* **What you have to do**
Note each line in the data below that holds "trim", and copy it.
'''
//! Short symbolic flags and long comma-attributes.
//!
//! Both spellings fold into the same [`Constraints`] set; the transpiler
//! decides emission order, so `email:text!+` and `email:text,unique,nn`
//! are indistinguishable after this step.

use crate::ast::{Constraints, ForeignKeyRef};
use crate::error::{GlyphError, GlyphResult};
use crate::types::{FkAction, StorageClass};

/// Short flag reference: symbol, name, SQL it produces.
pub const SHORT_FLAGS: &[(char, &str, &str)] = &[
    ('!', "NotNull", "NOT NULL"),
    ('+', "Unique", "UNIQUE"),
    ('^', "Index", "CREATE INDEX idx_<table>_<col>"),
    ('#', "PrimaryKey", "PRIMARY KEY"),
    ('~', "AutoIncrement", "AUTOINCREMENT"),
];

/// Long attribute reference: accepted keys, SQL it produces.
pub const LONG_ATTRIBUTES: &[(&str, &str)] = &[
    ("notnull | nn | !", "NOT NULL"),
    ("unique | u | +", "UNIQUE"),
    ("index | idx | ^", "CREATE INDEX idx_<table>_<col>"),
    ("pk | primary | #", "PRIMARY KEY"),
    ("ai | autoincrement | ~", "AUTOINCREMENT"),
    ("default=<expr> | def=<expr> | =<expr>", "DEFAULT <expr>"),
    ("ondelete=<action>", "ON DELETE <action>"),
    ("onupdate=<action>", "ON UPDATE <action>"),
    ("defer | deferrable", "DEFERRABLE INITIALLY DEFERRED"),
];

pub(crate) fn is_short_flag(c: char) -> bool {
    SHORT_FLAGS.iter().any(|(sym, _, _)| *sym == c)
}

/// Fold a run of short flag characters into a constraint set.
pub(crate) fn from_short_flags(flags: &[char]) -> Constraints {
    let mut c = Constraints::default();
    for flag in flags {
        match flag {
            '!' => c.not_null = true,
            '+' => c.unique = true,
            '^' => c.index = true,
            '#' => c.primary_key = true,
            '~' => c.auto_increment = true,
            _ => {}
        }
    }
    c
}

/// Apply one long attribute (the text between commas) to a field.
pub(crate) fn apply_attribute(
    token: &str,
    attr: &str,
    constraints: &mut Constraints,
    fk: &mut Option<ForeignKeyRef>,
) -> GlyphResult<()> {
    let attr = attr.trim();
    if attr.is_empty() {
        return Err(GlyphError::malformed(token, "empty attribute"));
    }

    let (key, value) = match attr.strip_prefix('=') {
        Some(expr) => ("default".to_string(), Some(expr.trim())),
        None => match attr.split_once('=') {
            Some((k, v)) => (k.trim().to_ascii_lowercase(), Some(v.trim())),
            None => (attr.to_ascii_lowercase(), None),
        },
    };

    let flag = |set: &mut bool| -> GlyphResult<()> {
        if value.is_some() {
            return Err(GlyphError::malformed(
                token,
                format!("attribute '{}' does not take a value", key),
            ));
        }
        *set = true;
        Ok(())
    };

    match key.as_str() {
        "notnull" | "nn" | "!" => flag(&mut constraints.not_null),
        "unique" | "u" | "+" => flag(&mut constraints.unique),
        "index" | "idx" | "^" => flag(&mut constraints.index),
        "pk" | "primary" | "#" => flag(&mut constraints.primary_key),
        "ai" | "autoincrement" | "~" => flag(&mut constraints.auto_increment),
        "default" | "def" => match value {
            Some(expr) if !expr.is_empty() => {
                constraints.default = Some(expr.to_string());
                Ok(())
            }
            _ => Err(GlyphError::malformed(token, "default needs an expression")),
        },
        "ondelete" | "onupdate" => {
            let raw = value.filter(|v| !v.is_empty()).ok_or_else(|| {
                GlyphError::malformed(token, format!("{} needs an action", key))
            })?;
            let action: FkAction = raw
                .parse()
                .map_err(|e: String| GlyphError::malformed(token, e))?;
            let fk = fk.as_mut().ok_or_else(|| {
                GlyphError::malformed(token, format!("{} requires a foreign key", key))
            })?;
            if key == "ondelete" {
                fk.on_delete = Some(action);
            } else {
                fk.on_update = Some(action);
            }
            Ok(())
        }
        "defer" | "deferrable" => {
            let fk = fk.as_mut().ok_or_else(|| {
                GlyphError::malformed(token, format!("{} requires a foreign key", key))
            })?;
            fk.deferred = true;
            Ok(())
        }
        _ => Err(GlyphError::malformed(
            token,
            format!("unknown attribute '{}'", key),
        )),
    }
}

/// AutoIncrement is only meaningful on an INTEGER PRIMARY KEY.
pub(crate) fn check_auto_increment(
    name: &str,
    storage: &StorageClass,
    constraints: &Constraints,
) -> GlyphResult<()> {
    if constraints.auto_increment && !(constraints.primary_key && storage.is_integer()) {
        return Err(GlyphError::constraint(
            name,
            format!(
                "AUTOINCREMENT requires an INTEGER PRIMARY KEY (got {}{})",
                storage,
                if constraints.primary_key { "" } else { " without PRIMARY KEY" }
            ),
        ));
    }
    Ok(())
}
'''
* **Written reply**
    let attr = attr.trim();
        Some(expr) => ("default".to_string(), Some(expr.trim())),
            Some((k, v)) => (k.trim().to_ascii_lowercase(), Some(v.trim())),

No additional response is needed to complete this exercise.